§ **Your goal**:
Below is the data. Give it again, complete and exact.

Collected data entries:
---

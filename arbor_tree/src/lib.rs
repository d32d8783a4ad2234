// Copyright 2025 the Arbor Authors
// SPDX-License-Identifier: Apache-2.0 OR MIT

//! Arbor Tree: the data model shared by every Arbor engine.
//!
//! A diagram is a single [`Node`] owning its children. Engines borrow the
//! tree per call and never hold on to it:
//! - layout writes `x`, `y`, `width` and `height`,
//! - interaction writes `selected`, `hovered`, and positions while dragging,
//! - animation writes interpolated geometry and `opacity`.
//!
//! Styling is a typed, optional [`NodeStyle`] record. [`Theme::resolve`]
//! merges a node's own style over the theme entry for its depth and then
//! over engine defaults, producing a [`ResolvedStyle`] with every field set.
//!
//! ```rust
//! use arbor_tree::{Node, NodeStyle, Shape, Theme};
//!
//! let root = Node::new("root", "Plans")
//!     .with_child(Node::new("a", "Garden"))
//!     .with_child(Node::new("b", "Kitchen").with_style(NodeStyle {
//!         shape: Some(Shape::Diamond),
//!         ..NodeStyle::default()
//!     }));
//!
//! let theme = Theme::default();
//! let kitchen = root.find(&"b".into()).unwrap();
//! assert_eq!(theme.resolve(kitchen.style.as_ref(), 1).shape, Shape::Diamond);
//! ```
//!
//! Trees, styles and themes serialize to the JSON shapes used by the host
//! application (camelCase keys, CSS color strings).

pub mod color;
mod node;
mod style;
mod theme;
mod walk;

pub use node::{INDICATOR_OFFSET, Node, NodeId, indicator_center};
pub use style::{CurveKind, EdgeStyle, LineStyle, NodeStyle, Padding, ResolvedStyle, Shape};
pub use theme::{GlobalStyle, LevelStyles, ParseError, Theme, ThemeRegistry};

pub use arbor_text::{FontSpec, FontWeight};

---

§ **Problem solution**:
filename arbor_tree/src/lib.rs
repository d32d8783a4ad2234
// Copyright 2025 the Arbor Authors
// SPDX-License-Identifier: Apache-2.0 OR MIT

//! Arbor Tree: the data model shared by every Arbor engine.
//!
//! A diagram is a single [`Node`] owning its children. Engines borrow the
//! tree per call and never hold on to it:
//! - layout writes `x`, `y`, `width` and `height`,
//! - interaction writes `selected`, `hovered`, and positions while dragging,
//! - animation writes interpolated geometry and `opacity`.
//!
//! Styling is a typed, optional [`NodeStyle`] record. [`Theme::resolve`]
//! merges a node's own style over the theme entry for its depth and then
//! over engine defaults, producing a [`ResolvedStyle`] with every field set.
//!
//! ```rust
//! use arbor_tree::{Node, NodeStyle, Shape, Theme};
//!
//! let root = Node::new("root", "Plans")
//!     .with_child(Node::new("a", "Garden"))
//!     .with_child(Node::new("b", "Kitchen").with_style(NodeStyle {
//!         shape: Some(Shape::Diamond),
//!         ..NodeStyle::default()
//!     }));
//!
//! let theme = Theme::default();
//! let kitchen = root.find(&"b".into()).unwrap();
//! assert_eq!(theme.resolve(kitchen.style.as_ref(), 1).shape, Shape::Diamond);
//! ```
//!
//! Trees, styles and themes serialize to the JSON shapes used by the host
//! application (camelCase keys, CSS color strings).

pub mod color;
mod node;
mod style;
mod theme;
mod walk;

pub use node::{INDICATOR_OFFSET, Node, NodeId, indicator_center};
pub use style::{CurveKind, EdgeStyle, LineStyle, NodeStyle, Padding, ResolvedStyle, Shape};
pub use theme::{GlobalStyle, LevelStyles, ParseError, Theme, ThemeRegistry};

pub use arbor_text::{FontSpec, FontWeight};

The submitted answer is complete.